Nurses deployed to Texas with Krucial earn a base salary of $125 an hour, outstripping the median pay for RNs in the Austin-Round Rock area, which sits under $35 an hour, according to the Texas Workforce Commission.

Travel nursing positions in other states, including Florida, remain plentiful. In order to compete, all of Austin’s major hospital systems currently offer bonuses to new ICU nursing hires. However, to retain nurses in the long run, Xie said Austin employers need to match the pay scale present in other Texas cities: Dallas RNs make nearly $37 an hour, and Houston nurses make around $40 hourly.


“Even before the pandemic, we would have a lot of people leave for Houston or Dallas,” she said.

Education bottleneck

Also contributing to Austin’s nursing shortage is a lack of supply at the entry level. Local registered nursing programs have a waiting list of qualified applicants every year, but lack the space, faculty and resources to accommodate them, said Leigh Goldstein, a nursing professor at the University of Texas at Austin.

“I believe there are a lot of people who would go to nursing school if they had the opportunity to get in,” Goldstein told Community Impact Newspaper. “[It] really puts a chokehold on things if you don’t have enough faculty.”

As of 2019, only 1.2% of Texas nurses were qualified to teach, holding a doctoral-level degree in nursing. However, nurses in that pool often choose to work as a nurse practitioner—typically a better paying role, Zolnierek said.

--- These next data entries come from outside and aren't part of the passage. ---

//! Output formatting for azurerm-network
//!
//! Human output is colored tables and `key: value` records; JSON and YAML
//! print the serialized resources so they can be piped into other tools.

use super::OutputFormat;
use anyhow::Result;
use azurerm_network::modules::{ModuleOutput, ModuleStatus};
use colored::Colorize;
use serde::Serialize;
use serde_json::Value;
use std::io::{self, Write};

/// Output formatter for the selected output mode
#[derive(Debug, Clone)]
pub struct OutputFormatter {
    /// Use colored output
    use_color: bool,
    /// Output format
    format: OutputFormat,
    /// Verbosity level
    verbosity: u8,
}

impl OutputFormatter {
    /// Create a new output formatter
    pub fn new(use_color: bool, format: OutputFormat, verbosity: u8) -> Self {
        // Respect NO_COLOR environment variable
        let use_color = use_color && std::env::var("NO_COLOR").is_err();

        Self {
            use_color,
            format,
            verbosity,
        }
    }

    fn is_human(&self) -> bool {
        self.format == OutputFormat::Human
    }

    /// Print any serializable value in the machine-readable format.
    pub fn emit<T: Serialize + ?Sized>(&self, value: &T) -> Result<()> {
        let rendered = match self.format {
            OutputFormat::Yaml => serde_yaml::to_string(value)?,
            OutputFormat::Json | OutputFormat::Human => serde_json::to_string_pretty(value)?,
        };
        println!("{}", rendered.trim_end());
        Ok(())
    }

    /// Print a single resource.
    pub fn record<T: Serialize>(&self, title: &str, value: &T) -> Result<()> {
        if !self.is_human() {
            return self.emit(value);
        }

        if self.use_color {
            println!("{}", title.bright_white().bold());
        } else {
            println!("{}", title);
        }

        if let Value::Object(fields) = serde_json::to_value(value)? {
            let width = fields.keys().map(String::len).max().unwrap_or(0);
            for (key, value) in &fields {
                let Some(rendered) = render_field(value) else {
                    continue;
                };
                if self.use_color {
                    println!("  {:width$}  {}", key.cyan(), rendered, width = width);
                } else {
                    println!("  {:width$}  {}", key, rendered, width = width);
                }
            }
        }
        Ok(())
    }

    /// Print a list of resources, as a table in human mode.
    pub fn collection<T, F>(&self, items: &[T], headers: &[&str], row: F) -> Result<()>
    where
        T: Serialize,
        F: Fn(&T) -> Vec<String>,
    {
        if !self.is_human() {
            return self.emit(items);
        }

        if items.is_empty() {
            self.plain("No resources found.");
            return Ok(());
        }

        let rows: Vec<Vec<String>> = items.iter().map(row).collect();
        self.table(headers, &rows);
        Ok(())
    }

    /// Print the outcome of a module run.
    pub fn module_result(&self, module: &str, output: &ModuleOutput) -> Result<()> {
        if !self.is_human() {
            return self.emit(output);
        }

        let status = if self.use_color {
            match output.status {
                ModuleStatus::Ok => "ok".green().to_string(),
                ModuleStatus::Changed => "changed".yellow().to_string(),
            }
        } else {
            output.status.to_string()
        };
        println!("{}: [{}] {}", status, module, output.msg);

        if let Some(diff) = &output.diff {
            self.diff(&diff.before, &diff.after);
        }

        if self.verbosity >= 1 && !output.data.is_empty() {
            println!("{}", serde_json::to_string_pretty(&output.data)?);
        }
        Ok(())
    }

    /// Confirmation of a completed change.
    pub fn success(&self, message: &str) {
        if !self.is_human() {
            let ok = serde_json::json!({ "status": "ok", "message": message });
            let _ = self.emit(&ok);
            return;
        }

        if self.use_color {
            println!("{}", message.green());
        } else {
            println!("{}", message);
        }
    }

    /// Print an error message
    pub fn error(&self, message: &str) {
        if self.format == OutputFormat::Json {
            let err = serde_json::json!({
                "type": "error",
                "message": message
            });
            eprintln!("{}", err);
            return;
        }

        if self.use_color {
            eprintln!("{} {}", "ERROR:".red().bold(), message);
        } else {
            eprintln!("ERROR: {}", message);
        }
    }

    /// Print a warning message
    pub fn warning(&self, message: &str) {
        if self.use_color {
            eprintln!("{} {}", "WARNING:".yellow().bold(), message);
        } else {
            eprintln!("WARNING: {}", message);
        }
    }

    /// Print a debug message (requires higher verbosity)
    pub fn debug(&self, message: &str) {
        if self.verbosity < 2 {
            return;
        }

        if self.use_color {
            eprintln!("{} {}", "DEBUG:".magenta(), message);
        } else {
            eprintln!("DEBUG: {}", message);
        }
    }

    fn plain(&self, message: &str) {
        println!("{}", message);
    }

    /// Print a diff output
    pub fn diff(&self, old: &str, new: &str) {
        for line in old.lines() {
            if self.use_color {
                println!("{}", format!("- {}", line).red());
            } else {
                println!("- {}", line);
            }
        }
        for line in new.lines() {
            if self.use_color {
                println!("{}", format!("+ {}", line).green());
            } else {
                println!("+ {}", line);
            }
        }
    }

    /// Print a table
    pub fn table(&self, headers: &[&str], rows: &[Vec<String>]) {
        // Calculate column widths
        let mut widths: Vec<usize> = headers.iter().map(|h| h.len()).collect();
        for row in rows {
            for (i, cell) in row.iter().enumerate() {
                if i < widths.len() {
                    widths[i] = widths[i].max(cell.len());
                }
            }
        }

        let header_line = headers
            .iter()
            .enumerate()
            .map(|(i, h)| format!("{:width$}", h, width = widths[i]))
            .collect::<Vec<_>>()
            .join(" | ");

        if self.use_color {
            println!("{}", header_line.bright_white().bold());
        } else {
            println!("{}", header_line);
        }

        let sep: Vec<String> = widths.iter().map(|w| "-".repeat(*w)).collect();
        if self.use_color {
            println!("{}", sep.join("-+-").bright_black());
        } else {
            println!("{}", sep.join("-+-"));
        }

        for row in rows {
            let row_line = row
                .iter()
                .zip(&widths)
                .map(|(cell, width)| format!("{:width$}", cell, width = *width))
                .collect::<Vec<_>>()
                .join(" | ");
            println!("{}", row_line.trim_end());
        }
    }

    /// Flush stdout
    pub fn flush(&self) {
        let _ = io::stdout().flush();
    }
}

/// Render one field of a record, `None` for empty values.
fn render_field(value: &Value) -> Option<String> {
    match value {
        Value::Null => None,
        Value::String(s) if s.is_empty() => None,
        Value::String(s) => Some(s.clone()),
        Value::Array(items) if items.is_empty() => None,
        Value::Array(items) => Some(
            items
                .iter()
                .map(|item| match item {
                    Value::String(s) => s.clone(),
                    other => other.to_string(),
                })
                .collect::<Vec<_>>()
                .join(", "),
        ),
        Value::Object(map) if map.is_empty() => None,
        other => Some(other.to_string()),
    }
}

/// Display helper for optional cells.
pub fn cell(value: Option<&str>) -> String {
    value.unwrap_or("-").to_string()
}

Austin also has limited clinical space to share among nursing programs, Goldstein said, which in Travis County include Austin Community College, UT, Concordia University Texas and others.

Over the past two decades, Texas has sought to increase the number of nurses in the state through its Nursing Shortage Reduction Program, which provides grants to nursing education programs to help boost enrollment and graduation rates. Since its inception the program has succeeded in growing the nursing workforce; the number of active RNs has grown by nearly 43% since 2010 from 176,251 to 251,253.

Yet supply remains below demand. Throughout Central Texas, the Texas Department of State Health Services projects 31,608 RN positions are needed in 2021, with 26,935 nurses available, a shortfall of 14.8%.

Graduates step up

For students graduating from nursing programs this year, pandemic conditions are an expected reality. Amarachi Amaikwu, a 2021 graduate of ACC’s RN program, will soon to begin work for St. David’s HealthCare in October. She began her program in August 2020 with COVID-19 in full swing, taking most classes online. She and her classmates called their experience “pandemic university.”

“I definitely empathize with those who have left the field,” Amaikwu said. “However, I’m excited to jump in and help where I can as the pandemic continues.”

Nursing faculty have also adjusted their instruction over the past year and a half to prepare students for the environment they will enter, Goldstein said. That includes teaching students how to handle personal protective equipment in high-risk situations as well as the importance of practicing self care to avoid burnout.

However, with hospitals still strapped for staff, one nursing student said she is bracing for exhaustion.

“I’ve kind of mentally prepared myself to know that I may have moments where I’m like, ‘This is really a lot. What am I going to do?’” said Camille Batts, a UT nursing student who will graduate in December. “Nothing’s really going to prepare us for truly going into the pandemic.”